Il parlamento italiano.

Dopo il referendum: e il bene comune?

Il desiderio di rivalsa di chi ha perso, la scomparsa di un progetto di riforma costituzionale, un paese stanco del clima politico. A due settimane dalle votazioni, una domanda: da dove partire per ricomporre un quadro così confuso?
Giorgio Vittadini

A due settimane dal referendum, che significato può avere ancora l'idea di una società che condivide insieme progetti, vita e aspirazioni di sviluppo? Si può dire che il desiderio di un bene comune abbia ancora un valore concreto e operativo? Per comprenderlo basta porre una semplice domanda a chi ha vinto: in che modo adesso la vostra vittoria può costruire il bene comune? Quali prospettive si aprono rispetto a una crisi economica e finanziaria epocale, agli impegni europei e internazionali, alla tragedia del terremoto che ha colpito il centro Italia? La sensazione è che si avverta un grande disagio e un grande vuoto.

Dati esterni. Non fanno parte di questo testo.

//! Companion client (spec §4.K): talks to an external "companion" server
//! that brokers remote-provider uploads (a shared-drive link, a URL import,
//! ...) on the session's behalf.
//!
//! Grounded on the teacher's `version::get_latest_version`: a `reqwest` GET
//! with a fixed header set and status-code-driven error handling,
//! generalized into a persistent client that memoizes its preflight
//! response, pins the configured host on every subsequent request, and
//! stores OAuth tokens through `Database` rather than making one-off calls.

mod error;

pub use self::error::{Error, ErrorKind, Result};

use std::collections::HashMap;
use std::sync::Mutex;

use reqwest::{Client as HttpClient, StatusCode};
use serde::Deserialize;
use serde_json::Value;

use crate::config::CompanionConfig;
use crate::database::Database;

/// What a companion's preflight response tells the client about itself
/// (spec §4.K, "capability negotiation").
#[derive(Clone, Debug, Deserialize)]
pub struct PreflightInfo {
    pub version: String,
    #[serde(default)]
    pub providers: Vec<String>,
}

/// Persists and retrieves per-(companion, provider) OAuth tokens. The
/// default implementation is backed by `Database`; tests substitute an
/// in-memory one.
pub trait TokenStore: Send + Sync {
    fn get(&self, companion_url: &str, provider: &str) -> Result<Option<String>>;
    fn set(&self, companion_url: &str, provider: &str, token: &str) -> Result<()>;
    fn clear(&self) -> Result<()>;
}

pub struct DatabaseTokenStore {
    database: Database,
}

impl DatabaseTokenStore {
    pub fn new(database: Database) -> Self {
        DatabaseTokenStore { database }
    }
}

impl TokenStore for DatabaseTokenStore {
    fn get(&self, companion_url: &str, provider: &str) -> Result<Option<String>> {
        self.database
            .get_companion_token(companion_url, provider)
            .map_err(|e| Error::storage_failed(e.to_string()))
    }

    fn set(&self, companion_url: &str, provider: &str, token: &str) -> Result<()> {
        self.database
            .upsert_companion_token(companion_url, provider, token, None)
            .map_err(|e| Error::storage_failed(e.to_string()))
    }

    fn clear(&self) -> Result<()> {
        self.database
            .clear_companion_tokens()
            .map_err(|e| Error::storage_failed(e.to_string()))
    }
}

/// Client for a single configured companion endpoint.
pub struct Client {
    config: CompanionConfig,
    http: HttpClient,
    tokens: Option<Box<dyn TokenStore>>,
    preflight: Mutex<Option<PreflightInfo>>,
}

impl Client {
    pub fn new(config: CompanionConfig, tokens: Option<Box<dyn TokenStore>>) -> Self {
        Client {
            config,
            http: HttpClient::new(),
            tokens,
            preflight: Mutex::new(None),
        }
    }

    fn base_url(&self) -> Result<&str> {
        self.config.url.as_deref().ok_or_else(Error::not_configured)
    }

    /// Headers sent on every request: the configured set, plus a host-
    /// pinning `i-am` header once a companion url is known, so the companion
    /// can tell which agent instance is talking to it (spec §4.K, "host
    /// pinning").
    fn headers(&self) -> HashMap<String, String> {
        let mut headers = self.config.headers.clone();
        if let Some(base) = &self.config.url {
            headers.insert("i-am".to_owned(), base.clone());
        }
        headers
    }

    /// Fetches and caches the companion's capabilities. Subsequent calls
    /// return the cached value without a network round trip (spec §4.K,
    /// "preflight memoization").
    pub async fn preflight(&self) -> Result<PreflightInfo> {
        if let Some(info) = self.preflight.lock().unwrap().clone() {
            return Ok(info);
        }

        let base = self.base_url()?.to_owned();
        let mut request = self.http.get(&base);
        for (key, value) in self.headers() {
            request = request.header(key, value);
        }
        let response = request
            .send()
            .await
            .map_err(|e| Error::request_failed(e.to_string()))?;
        let response = Self::check_status(response).await?;
        let info: PreflightInfo = response
            .json()
            .await
            .map_err(|e| Error::request_failed(e.to_string()))?;

        *self.preflight.lock().unwrap() = Some(info.clone());
        Ok(info)
    }

    /// Submits a remote-provider upload job. Returns the companion's job
    /// body, forwarded by the remote uploader over its progress websocket as
    /// `RemoteDescriptor.body` (spec §4.J).
    pub async fn submit_remote_upload(&self, provider: &str, request_body: &Value) -> Result<Value> {
        let base = self.base_url()?.to_owned();
        let mut request = self
            .http
            .post(format!("{}/{}/upload", base.trim_end_matches('/'), provider));
        for (key, value) in self.headers() {
            request = request.header(key, value);
        }
        if let Some(tokens) = &self.tokens {
            if let Some(token) = tokens.get(&base, provider)? {
                request = request.bearer_auth(token);
            }
        }

        let response = request
            .json(request_body)
            .send()
            .await
            .map_err(|e| Error::request_failed(e.to_string()))?;
        let response = Self::check_status(response).await?;
        response
            .json()
            .await
            .map_err(|e| Error::request_failed(e.to_string()))
    }

    async fn check_status(response: reqwest::Response) -> Result<reqwest::Response> {
        match response.status() {
            StatusCode::UNAUTHORIZED => Err(Error::unauthorized()),
            status if status.is_success() => Ok(response),
            status => {
                let body = response.text().await.unwrap_or_default();
                Err(Error::request_rejected(status.as_u16(), body))
            }
        }
    }

    /// Drops every stored OAuth token for this companion (spec §4.K,
    /// `logout()`).
    pub fn logout(&self) -> Result<()> {
        match &self.tokens {
            Some(tokens) => tokens.clear(),
            None => Ok(()),
        }
    }
}

#[cfg(test)]
mod test {
    use super::*;
    use std::sync::Mutex as StdMutex;

    #[derive(Default)]
    struct FakeTokenStore {
        tokens: StdMutex<HashMap<(String, String), String>>,
    }

    impl TokenStore for FakeTokenStore {
        fn get(&self, companion_url: &str, provider: &str) -> Result<Option<String>> {
            Ok(self
                .tokens
                .lock()
                .unwrap()
                .get(&(companion_url.to_owned(), provider.to_owned()))
                .cloned())
        }

        fn set(&self, companion_url: &str, provider: &str, token: &str) -> Result<()> {
            self.tokens
                .lock()
                .unwrap()
                .insert((companion_url.to_owned(), provider.to_owned()), token.to_owned());
            Ok(())
        }

        fn clear(&self) -> Result<()> {
            self.tokens.lock().unwrap().clear();
            Ok(())
        }
    }

    fn config(url: &str) -> CompanionConfig {
        CompanionConfig {
            url: Some(url.to_owned()),
            headers: HashMap::new(),
        }
    }

    #[test]
    fn headers_pin_the_configured_host() {
        let client = Client::new(config("https://companion.example.com"), None);
        let headers = client.headers();
        assert_eq!(
            headers.get("i-am"),
            Some(&"https://companion.example.com".to_owned())
        );
    }

    #[test]
    fn base_url_errors_when_unconfigured() {
        let client = Client::new(CompanionConfig::default(), None);
        assert_eq!(*client.base_url().unwrap_err().kind(), ErrorKind::NotConfigured);
    }

    #[test]
    fn logout_is_a_no_op_without_a_token_store() {
        let client = Client::new(config("https://companion.example.com"), None);
        assert!(client.logout().is_ok());
    }

    #[test]
    fn logout_clears_every_stored_token() {
        let store = FakeTokenStore::default();
        store.set("https://companion.example.com", "google-drive", "tok").unwrap();
        let client = Client::new(config("https://companion.example.com"), Some(Box::new(store)));

        client.logout().unwrap();

        if let Some(tokens) = &client.tokens {
            assert_eq!(tokens.get("https://companion.example.com", "google-drive").unwrap(), None);
        }
    }

    #[test]
    fn database_token_store_round_trips_and_clears() {
        let database = Database::new(&crate::database::Source::Memory).unwrap();
        let store = DatabaseTokenStore::new(database);

        store.set("https://companion.example.com", "google-drive", "tok").unwrap();
        assert_eq!(
            store.get("https://companion.example.com", "google-drive").unwrap(),
            Some("tok".to_owned())
        );

        store.clear().unwrap();
        assert_eq!(
            store.get("https://companion.example.com", "google-drive").unwrap(),
            None
        );
    }

    #[test]
    fn is_auth_error_matches_only_unauthorized() {
        assert!(ErrorKind::Unauthorized.is_auth_error());
        assert!(!ErrorKind::NotConfigured.is_auth_error());
    }
}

Non c'è un "piano B", non c'è più un progetto di riforma costituzionale (letteralmente scomparso), non c'è nemmeno un'alternativa rispetto al futuro dell'Italia. C'è piuttosto una sensazione desolante pensando alla processione dei 17 gruppi parlamentari minori e dei 4 maggiori nel rito delle consultazioni per la formazione del nuovo governo. E un Parlamento semivuoto in occasione della fiducia al governo. Alla mancanza di prospettiva dei vincitori si contrappone un desiderio ottuso di rivincita di chi ha perso il referendum, noncurante del bisogno di rinnovamento e sviluppo che ha il Paese. Tutti quanti poi sembrano attratti da elezioni viste come l'ultima sfida all'OK Corral, il decisivo regolamento di conti. Ma nella realtà c'è un intero Paese che fa capire chiaramente di non poter più sopportare un simile clima politico. Persino commentatori ed editorialisti "famosi" sono usciti dal loro mondo immaginario e sembrano comprendere il dramma di questa divisione violenta. Da che punto ricomporre un quadro sociale e politico così confuso e concitato? Come tentare di ricostruire? È ora di rendersi conto del fallimento di quella scelta fatta venticinque anni fa, per superare una Prima Repubblica raffigurata come tutta basata sul teorema della corruzione. Fatto che fu accertato, per altro, solo in alcuni casi.